Panama

Overview of Panama:

Panama is a curious combination, but with a stimulating cultural influence. Panama is located in the center of the world, the isthmus that is the last part of a nature that serves as a bridge between the North and South American countries. Its strategic position and a glorious spot – the forest rich with wildlife and lots of sun-drenched beaches – suggest it will remain an important country for a long time yet.

Panama has been a vital trade route for over 500 years, first under Spanish rule, then as an independent part of Gran Colombia and now Colombia, and in the age 20 as an independent nation.
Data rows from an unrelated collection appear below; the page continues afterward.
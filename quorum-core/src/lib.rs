pub mod admin;
pub mod crd;
pub mod error;
pub mod process_group;
#[cfg(test)]
mod process_group_test;

pub use error::ReconcileError;
pub use process_group::{process_group_id_from_process_id, ProcessClass, ProcessGroupId};

/// Comma-separated list of canonical label selectors which match the
/// Quorum Operator's labelling scheme.
pub const QUORUM_OPERATOR_LABEL_SELECTORS: &str = "app=quorum,quorum.rs/controlled-by=quorum-operator";

/// The canonical `app` label value of all objects managed by the operator.
pub const LABEL_APP_VALUE: &str = "quorum";
/// The canonical `quorum.rs/controlled-by` label value.
pub const LABEL_CONTROLLED_BY_VALUE: &str = "quorum-operator";

pub const LABEL_K8S_APP: &str = "app";
pub const LABEL_CONTROLLED_BY: &str = "quorum.rs/controlled-by";
/// The label holding the name of the cluster a Pod belongs to.
pub const LABEL_CLUSTER: &str = "quorum.rs/cluster";
/// The label holding the process group ID of a Pod.
pub const LABEL_PROCESS_GROUP_ID: &str = "quorum.rs/process-group-id";
/// The label holding the process class of a Pod.
pub const LABEL_PROCESS_CLASS: &str = "quorum.rs/process-class";
/// The label holding the fault domain of a Pod. Falls back to the Pod's node when absent.
pub const LABEL_FAULT_DOMAIN: &str = "quorum.rs/fault-domain";
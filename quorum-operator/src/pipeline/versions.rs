use std::time::Duration;

use anyhow::{Context, Result};

use crate::pipeline::safety::{is_available, SafetyBudget};
use crate::pipeline::{PassContext, StepResult, Subreconciler};
use crate::recorder::EventType;
use crate::units::{units_by_process_group, UnitSelector, WorkloadUnit, CONTAINER_MAIN};
use quorum_core::crd::{DatabaseCluster, DeletionMode, ProcessGroupStatus, RequiredMetadata};

/// Roll out the desired database version by replacing units running an outdated main image.
///
/// Outdated units are deleted and recreated by `AddUnits` on a later pass. Deletions are paced
/// by the cluster's deletion mode and admitted by the fault tolerance budget. This step blocks
/// until every retained process group runs the desired image.
pub struct ReplaceOutdatedUnits;

#[async_trait::async_trait]
impl Subreconciler for ReplaceOutdatedUnits {
    fn name(&self) -> &'static str {
        "ReplaceOutdatedUnits"
    }

    async fn reconcile(&self, ctx: &PassContext, cluster: &mut DatabaseCluster) -> StepResult {
        self.replace_outdated_units(ctx, cluster).await.into()
    }

    fn requeue_after(&self) -> Duration {
        Duration::from_secs(10)
    }
}

impl ReplaceOutdatedUnits {
    #[tracing::instrument(level = "debug", skip(self, ctx, cluster), fields(cluster = %cluster.name()))]
    async fn replace_outdated_units(&self, ctx: &PassContext, cluster: &mut DatabaseCluster) -> Result<StepResult> {
        let units = ctx.units.list_units(cluster, &UnitSelector::all()).await.context("error listing units")?;
        let index = units_by_process_group(&units);

        let mut outdated: Vec<(ProcessGroupStatus, &WorkloadUnit)> = Vec::new();
        let mut in_flux = Vec::new();
        for group in cluster.process_groups().iter().filter(|group| !group.remove) {
            let unit = match index.get(group.process_group_id.as_str()) {
                Some(unit) => *unit,
                None => {
                    in_flux.push(group.process_group_id.clone());
                    continue;
                }
            };
            let image = cluster.main_image(&group.class())?;
            let is_outdated = unit.image(CONTAINER_MAIN) != Some(image.as_str());
            // An unavailable unit which is itself due for replacement does not hold up the
            // rollout, replacing it may well be what brings it back.
            if !unit.is_available() && (!is_outdated || unit.terminating) {
                in_flux.push(group.process_group_id.clone());
            }
            if is_outdated {
                outdated.push((group.clone(), unit));
            }
        }

        let generation = cluster.generation();
        if outdated.is_empty() {
            if in_flux.is_empty() {
                cluster.status_mut().running_version = Some(cluster.spec.version.clone());
            }
            return Ok(StepResult::Advance);
        }
        cluster.status_mut().generations.needs_version_upgrade = Some(generation);

        // Units already being deleted are on their way out, only the rest are candidates.
        // Unavailable units go first, they cost nothing against the fault tolerance budget.
        let mut candidates: Vec<(ProcessGroupStatus, &WorkloadUnit)> = outdated.into_iter().filter(|(_, unit)| !unit.terminating).collect();
        candidates.sort_by(|(a_group, a_unit), (b_group, b_unit)| {
            (a_unit.is_available(), a_unit.fault_domain.as_str(), a_group.process_group_id.as_str()).cmp(&(
                b_unit.is_available(),
                b_unit.fault_domain.as_str(),
                b_group.process_group_id.as_str(),
            ))
        });
        let mode = ctx.units.deletion_mode(cluster);
        match mode {
            DeletionMode::Zone | DeletionMode::ProcessGroup if !in_flux.is_empty() => {
                return Ok(StepResult::Blocked(format!(
                    "deletion mode {} is waiting for process groups to be replaced: {}",
                    mode,
                    in_flux.join(", ")
                )));
            }
            DeletionMode::Zone => {
                if let Some(zone) = candidates.first().map(|(_, unit)| unit.fault_domain.clone()) {
                    candidates.retain(|(_, unit)| unit.fault_domain == zone);
                }
            }
            DeletionMode::ProcessGroup => candidates.truncate(1),
            DeletionMode::All => (),
        }
        if candidates.is_empty() {
            return Ok(StepResult::Blocked("waiting for outdated units to terminate".into()));
        }

        // Admit deletions against the fault tolerance budget.
        let mut budget = SafetyBudget::compute(cluster, &units);
        let mut selected = Vec::new();
        let mut refused = Vec::new();
        for (group, unit) in candidates {
            if budget.admit(&group.process_class, is_available(&group, Some(unit))) {
                selected.push((group, unit));
            } else {
                refused.push(group);
            }
        }
        if selected.is_empty() {
            let class = refused.first().map(|group| group.process_class.clone()).unwrap_or_default();
            let requested = refused.iter().filter(|group| group.process_class == class).count();
            return match budget.refusal(&class, requested) {
                Ok(reason) => Ok(StepResult::Blocked(reason)),
                Err(err) => Err(err.into()),
            };
        }

        let mut names = Vec::new();
        for (group, unit) in &selected {
            tracing::info!(process_group = %group.process_group_id, unit = %unit.name, "deleting outdated unit");
            ctx.units
                .delete_unit(unit)
                .await
                .with_context(|| format!("error deleting outdated unit {}", unit.name))?;
            names.push(group.process_group_id.as_str());
        }
        ctx.recorder
            .record(
                cluster,
                EventType::Normal,
                "ReplacingUnits",
                &format!("Replacing units to run version {}: {}", cluster.spec.version, names.join(", ")),
            )
            .await;
        Ok(StepResult::Blocked(format!("waiting for {} unit(s) to be replaced", selected.len())))
    }
}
However, the Panama Canal Zone, completed in 1914, he became an American protectorate for many decades. It was not until 1977 that the Americans agreed to hand over the canal to Panama and full control was given to Panama in 1999. In the 1980’s, the country was led by the Chief of the Armed Forces, Manuel Noriega, who was very unpopular in Washington. In 1989, after a failed coup (believed he had support from the U.S.) President George Bush authorized the invasion to remove the troublesome dictator.

Today, Panama is more stable in its own skin and wants to embark on ambitious new projects. The Panama Canal, which recorded its busiest year to date in 2007, plans to expand substantially in 2014.

Geography of Panama:

Panama forms the land link between the continents of North and South America. Colombia is bordered to the east, Costa Rica, to the west and the Caribbean and the Pacific Ocean to the north and south. The country forms an S-shaped isthmus which runs east to west over a total length of 772 kilometers (480 miles) and is 60 to 177 kilometers (37 to 110 miles) wide. The landscape is mountainous with lowlands on both coasts cut by streams, wooded slopes and a wide area of savannah-covered plains and hills. The Caribbean and the Pacific Ocean are linked by the Panama Canal, cut into a gap between the Cordillera de Talamanca and the San Blas mountain range and stretches over 65 kilometers (40 miles), the length of the channel is often referred to 80 km (50 miles) as it is the distance between the deep water of the entry. Only about a quarter of the country is inhabited. The majority of the population lives either in the channel and the major cities are Panama City and Colón (the two cities which control the entry and exit of the channel) or in the Pacific lowlands and adjacent mountains.